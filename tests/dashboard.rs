mod common;

use covid_dash::chart::{ChartSpec, TraceKind, TraceMode};
use covid_dash::data::model::CellValue;
use covid_dash::layout::{DropdownOption, DropdownValue};
use covid_dash::reactive::{Prop, PropValue};
use covid_dash::state::SelectionState;

fn figure(value: &PropValue) -> &ChartSpec {
    match value {
        PropValue::Figure(fig) => fig,
        other => panic!("expected a figure, got {other:?}"),
    }
}

fn labels(options: &[DropdownOption]) -> Vec<&str> {
    options.iter().map(|o| o.value.as_str()).collect()
}

#[test]
fn first_render_fires_every_callback() {
    let dashboard = common::dashboard();
    let layout = dashboard.layout().unwrap();

    assert_eq!(layout.panels.len(), 3);
    assert_eq!(layout.stylesheets[1], "/assets/style.css");

    // Defaults: first and seventh latest columns, then the options callback
    // resets the value selection to the first location.
    assert_eq!(layout.state.x_feature.as_deref(), Some("iso_code"));
    assert_eq!(layout.state.y_feature.as_deref(), Some("new_cases_smoothed"));
    assert_eq!(layout.state.filter_values, vec!["France".to_string()]);

    let timeline = &layout.panels[1];
    let value_dd = &timeline.dropdowns[2];
    assert!(value_dd.multi);
    assert_eq!(labels(&value_dd.options), vec!["France", "Germany", "Japan", "World"]);
    assert_eq!(value_dd.value, DropdownValue::Multi(vec!["France".to_string()]));

    // Only numeric columns can be plotted, only text columns filtered on.
    let plot_dd = &timeline.dropdowns[0];
    assert!(labels(&plot_dd.options).contains(&"new_cases_smoothed"));
    assert!(!labels(&plot_dd.options).contains(&"location"));
    assert_eq!(
        labels(&timeline.dropdowns[1].options),
        vec!["iso_code", "continent", "location"]
    );

    assert_eq!(timeline.graph.figure.data.len(), 1);
    assert_eq!(layout.panels[2].graph.id, "line-graph-comparison");
    assert_eq!(layout.panels[2].graph.figure.data.len(), 5);
}

#[test]
fn changing_filter_feature_resets_values_to_first_group() {
    let dashboard = common::dashboard();
    let state = SelectionState {
        plot_feature: Some("new_cases_smoothed".into()),
        filter_feature: Some("continent".into()),
        filter_values: vec!["France".into(), "Germany".into()],
        ..Default::default()
    };

    let update = dashboard.update(&[Prop::FilterFeature], state).unwrap();
    let written: Vec<Prop> = update.outputs.keys().copied().collect();
    assert_eq!(
        written,
        vec![Prop::FilterValueOptions, Prop::FilterValues, Prop::TimelineFigure]
    );

    match &update.outputs[&Prop::FilterValueOptions] {
        PropValue::Options(options) => assert_eq!(labels(options), vec!["Europe", "Asia"]),
        other => panic!("expected options, got {other:?}"),
    }
    assert_eq!(update.state.filter_values, vec!["Europe".to_string()]);

    let timeline = figure(&update.outputs[&Prop::TimelineFigure]);
    assert_eq!(timeline.data.len(), 1);
    let europe = &timeline.data[0];
    assert_eq!(europe.name, "Europe");
    assert_eq!(europe.mode, Some(TraceMode::Markers));
    assert_eq!(europe.len(), 4);
    // Sorted by date: both 2021-01-01 rows come first, France before Germany.
    assert_eq!(europe.y[0], CellValue::Null);
    assert_eq!(europe.y[2], CellValue::Float(105.5));
}

#[test]
fn changing_values_only_redraws_the_timeline() {
    let dashboard = common::dashboard();
    let state = SelectionState {
        plot_feature: Some("new_cases".into()),
        filter_feature: Some("location".into()),
        filter_values: vec!["Narnia".into(), "Japan".into()],
        ..Default::default()
    };

    let update = dashboard.update(&[Prop::FilterValues], state).unwrap();
    assert_eq!(update.outputs.len(), 1);
    let timeline = figure(&update.outputs[&Prop::TimelineFigure]);
    assert_eq!(timeline.data.len(), 2);
    assert!(timeline.data[0].is_empty());
    assert_eq!(timeline.data[1].y, vec![CellValue::Integer(10)]);
    // The shared axis still spans every historical date.
    let range = timeline.layout.xaxis.range.as_ref().unwrap();
    assert_eq!(range[0].to_string(), "2021-01-01");
    assert_eq!(range[1].to_string(), "2021-01-03");
}

#[test]
fn same_x_and_y_renders_a_placeholder() {
    let dashboard = common::dashboard();
    let state = SelectionState {
        x_feature: Some("new_cases".into()),
        y_feature: Some("new_cases".into()),
        ..Default::default()
    };
    let update = dashboard.update(&[Prop::YFeature], state).unwrap();
    let keys: Vec<Prop> = update.outputs.keys().copied().collect();
    assert_eq!(keys, vec![Prop::XyFigure]);
    assert!(figure(&update.outputs[&Prop::XyFigure]).is_placeholder());
}

#[test]
fn categorical_x_groups_bars_and_continuous_x_scatters() {
    let dashboard = common::dashboard();
    let bars = dashboard
        .update(
            &[Prop::XFeature],
            SelectionState {
                x_feature: Some("continent".into()),
                y_feature: Some("new_cases".into()),
                ..Default::default()
            },
        )
        .unwrap();
    let bar = &figure(&bars.outputs[&Prop::XyFigure]).data[0];
    assert_eq!(bar.kind, TraceKind::Bar);
    assert_eq!(bar.x.len(), 2);
    approx::assert_relative_eq!(bar.y[0].as_f64().unwrap(), 200.0);

    let points = dashboard
        .update(
            &[Prop::XFeature],
            SelectionState {
                x_feature: Some("gdp_per_capita".into()),
                y_feature: Some("new_cases".into()),
                ..Default::default()
            },
        )
        .unwrap();
    let scatter = &figure(&points.outputs[&Prop::XyFigure]).data[0];
    assert_eq!(scatter.kind, TraceKind::Scatter);
    assert_eq!(scatter.len(), 3);
}

#[test]
fn cleared_dropdowns_give_placeholders() {
    let dashboard = common::dashboard();
    let update = dashboard
        .update(
            &[Prop::XFeature, Prop::PlotFeature],
            SelectionState::default(),
        )
        .unwrap();
    assert!(figure(&update.outputs[&Prop::XyFigure]).is_placeholder());
    assert!(figure(&update.outputs[&Prop::TimelineFigure]).is_placeholder());
}

#[test]
fn dispatch_is_deterministic() {
    let dashboard = common::dashboard();
    let state = dashboard.layout().unwrap().state;
    let all = [Prop::XFeature, Prop::PlotFeature, Prop::FilterValues];
    let a = dashboard.update(&all, state.clone()).unwrap();
    let b = dashboard.update(&all, state).unwrap();
    assert_eq!(a, b);
    assert_eq!(
        serde_json::to_string(&a).unwrap(),
        serde_json::to_string(&b).unwrap()
    );
}
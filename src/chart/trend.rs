use crate::color::{TOTAL_CASES_COLOR, TREND_COLORS};
use crate::data::filter::{sort_by_date, take};
use crate::data::model::Table;
use crate::data::schema::DATE;
use crate::error::Result;

use super::{ChartLayout, ChartSpec, LineStyle, Trace, TraceMode};

/// Rate and ratio metrics drawn against total cases, in legend order.
pub const TREND_METRICS: [&str; 4] = [
    "icu_patients_per_million",
    "new_cases",
    "total_vaccinations_per_hundred",
    "total_deaths_per_million",
];

pub const TOTAL_CASES: &str = "total_cases";

const LINE_WIDTH: f64 = 2.0;

/// The static overview chart: one line per trend metric plus total cases,
/// over every historical row in date order.
pub fn trend_chart(historical: &Table) -> Result<ChartSpec> {
    let mut rows: Vec<usize> = (0..historical.len()).collect();
    sort_by_date(historical, DATE, &mut rows)?;
    let dates = take(historical.column(DATE)?, &rows);

    let series = TREND_METRICS
        .iter()
        .zip(TREND_COLORS)
        .chain(std::iter::once((&TOTAL_CASES, TOTAL_CASES_COLOR)));

    let mut traces = Vec::with_capacity(TREND_METRICS.len() + 1);
    for (&metric, color) in series {
        let mut trace = Trace::scatter(
            metric,
            TraceMode::Lines,
            dates.clone(),
            take(historical.column(metric)?, &rows),
        );
        trace.line = Some(LineStyle {
            width: LINE_WIDTH,
            color: color.to_string(),
        });
        traces.push(trace);
    }

    Ok(ChartSpec {
        data: traces,
        layout: ChartLayout::titled("Line Graph Feature Comparison Relative to Data VS Total Cases")
            .with_axis_titles("Date", "Total_Cases"),
    })
}
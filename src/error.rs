use thiserror::Error;

use crate::data::model::ColumnType;

/// Errors raised by the dashboard's data and callback layers.
#[derive(Debug, Error)]
pub enum DashboardError {
    #[error("table '{table}' has no column '{column}'")]
    MissingColumn { table: String, column: String },

    #[error("column '{column}' in table '{table}' is {found}, expected {expected}")]
    ColumnTypeMismatch {
        table: String,
        column: String,
        expected: String,
        found: ColumnType,
    },

    #[error("table '{table}' has a null '{column}' at row {row}")]
    NullDate {
        table: String,
        column: String,
        row: usize,
    },

    #[error("table '{table}': column '{column}' has {found} rows, expected {expected}")]
    RaggedColumn {
        table: String,
        column: String,
        expected: usize,
        found: usize,
    },

    #[error("table '{table}' declares column '{column}' twice")]
    DuplicateColumn { table: String, column: String },

    #[error("property '{0}' is written by more than one callback")]
    DuplicateOutput(String),

    #[error("callbacks form a cycle through {0:?}")]
    CallbackCycle(Vec<String>),

    #[error("callback '{callback}' returned {found} values for {expected} outputs")]
    OutputArity {
        callback: String,
        expected: usize,
        found: usize,
    },

    #[error("unknown property '{0}'")]
    UnknownProperty(String),

    #[error("property '{prop}' cannot hold a {kind} value")]
    PropValueMismatch { prop: String, kind: &'static str },
}

pub type Result<T> = std::result::Result<T, DashboardError>;
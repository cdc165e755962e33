use crate::color::generate_palette;
use crate::data::filter::{distinct_non_null, rows_matching, sort_by_date, take};
use crate::data::model::{CellValue, Column, ColumnType, Table};
use crate::data::schema::DATE;
use crate::error::{DashboardError, Result};

use super::{ChartLayout, ChartSpec, Marker, Trace, TraceMode};

/// Selectable group values of `filter_feature`: distinct, non-null, in
/// first-seen order.
pub fn filter_value_options(historical: &Table, filter_feature: &str) -> Result<Vec<String>> {
    let column = text_column(historical, filter_feature)?;
    Ok(distinct_non_null(column)
        .into_iter()
        .map(|v| v.to_string())
        .collect())
}

/// One marker trace of `plot_feature` per selected value of `filter_feature`.
///
/// Each trace holds the rows where `filter_feature == value`, ascending by
/// date, with its x series taken from those same rows. Every trace shares
/// an x-axis spanning all dates of the historical table, so a value with no
/// rows renders as an empty trace on the full range.
pub fn timeline_chart(
    historical: &Table,
    plot_feature: &str,
    filter_feature: &str,
    selected: &[String],
) -> Result<ChartSpec> {
    let plotted = historical.column(plot_feature)?;
    let dates = historical.column(DATE)?;
    text_column(historical, filter_feature)?;

    let colors = generate_palette(selected.len());
    let mut traces = Vec::with_capacity(selected.len());
    for (value, color) in selected.iter().zip(colors) {
        let mut rows = rows_matching(historical, filter_feature, &CellValue::Text(value.clone()))?;
        sort_by_date(historical, DATE, &mut rows)?;
        if rows.is_empty() {
            log::debug!("no historical rows where {filter_feature} == {value}");
        }

        let mut trace = Trace::scatter(
            value.clone(),
            TraceMode::Markers,
            take(dates, &rows),
            take(plotted, &rows),
        );
        trace.marker = Some(Marker { color });
        traces.push(trace);
    }

    let mut layout = ChartLayout::titled(format!(
        "Historical Timeline of {plot_feature} Over {filter_feature} for Selected Values"
    ))
    .with_axis_titles(DATE, plot_feature);
    layout.xaxis.range = date_range(dates);

    Ok(ChartSpec {
        data: traces,
        layout,
    })
}

fn text_column<'t>(table: &'t Table, name: &str) -> Result<&'t Column> {
    let column = table.column(name)?;
    if column.dtype != ColumnType::Text {
        return Err(DashboardError::ColumnTypeMismatch {
            table: table.name.clone(),
            column: name.to_string(),
            expected: ColumnType::Text.to_string(),
            found: column.dtype,
        });
    }
    Ok(column)
}

/// First and last date of the whole table.
fn date_range(dates: &Column) -> Option<[CellValue; 2]> {
    let mut iter = dates.values.iter().filter_map(CellValue::as_date);
    let first = iter.next()?;
    let (lo, hi) = iter.fold((first, first), |(lo, hi), d| (lo.min(d), hi.max(d)));
    Some([CellValue::Date(lo), CellValue::Date(hi)])
}
//! Declared column contracts for the two source tables.
//!
//! Chart builders look columns up by name; validating the names and their
//! semantic types once at load time turns a misnamed column into a startup
//! error instead of a failed callback later on.

use crate::error::{DashboardError, Result};

use super::model::{ColumnType, Table};

/// Grouping key shared by both tables.
pub const LOCATION: &str = "location";
/// Time axis of the historical table.
pub const DATE: &str = "date";

/// What a required column must hold.
#[derive(Debug, Clone, Copy, PartialEq, Eq)]
pub enum Semantic {
    /// Float or integer.
    Numeric,
    Text,
    Date,
}

impl Semantic {
    fn accepts(self, dtype: ColumnType) -> bool {
        match self {
            Semantic::Numeric => dtype.is_numeric(),
            Semantic::Text => dtype == ColumnType::Text,
            Semantic::Date => dtype == ColumnType::Date,
        }
    }

    fn describe(self) -> &'static str {
        match self {
            Semantic::Numeric => "numeric",
            Semantic::Text => "text",
            Semantic::Date => "date",
        }
    }
}

/// Mapping from required column name to semantic type.
#[derive(Debug, Clone)]
pub struct TableSchema {
    pub required: Vec<(&'static str, Semantic)>,
    /// Columns that may not contain nulls.
    pub non_null: Vec<&'static str>,
}

impl TableSchema {
    /// Contract for the time-series table.
    pub fn historical() -> Self {
        TableSchema {
            required: vec![
                (LOCATION, Semantic::Text),
                (DATE, Semantic::Date),
                ("new_cases_smoothed", Semantic::Numeric),
                ("new_cases", Semantic::Numeric),
                ("total_cases", Semantic::Numeric),
                ("icu_patients_per_million", Semantic::Numeric),
                ("total_vaccinations_per_hundred", Semantic::Numeric),
                ("total_deaths_per_million", Semantic::Numeric),
            ],
            non_null: vec![DATE],
        }
    }

    /// Contract for the latest snapshot table.
    pub fn latest() -> Self {
        TableSchema {
            required: vec![(LOCATION, Semantic::Text)],
            non_null: Vec::new(),
        }
    }

    /// Check `table` against this schema, failing on the first violation.
    pub fn validate(&self, table: &Table) -> Result<()> {
        for &(name, semantic) in &self.required {
            let column = table.column(name)?;
            if !semantic.accepts(column.dtype) {
                return Err(DashboardError::ColumnTypeMismatch {
                    table: table.name.clone(),
                    column: name.to_string(),
                    expected: semantic.describe().to_string(),
                    found: column.dtype,
                });
            }
        }

        for &name in &self.non_null {
            let column = table.column(name)?;
            if let Some(row) = column.values.iter().position(|v| v.is_null()) {
                return Err(DashboardError::NullDate {
                    table: table.name.clone(),
                    column: name.to_string(),
                    row,
                });
            }
        }

        Ok(())
    }
}
use std::sync::Arc;

use anyhow::Context;

use covid_dash::config::DashboardConfig;
use covid_dash::data::provider::fetch_tables;
use covid_dash::{server, Dashboard};

#[tokio::main]
async fn main() -> anyhow::Result<()> {
    env_logger::init();

    let config = DashboardConfig::load().context("loading configuration")?;
    let addr = config.socket_addr()?;

    let data = fetch_tables(&config.historical_source, &config.latest_source)
        .await
        .context("loading dashboard tables")?;
    let dashboard = Arc::new(Dashboard::new(data)?);

    server::serve(dashboard, addr, &config.assets_dir).await
}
⁂
## Problem statement
If a line in the entries above includes "XFeature", count it; report the total alone.

## Written answer
4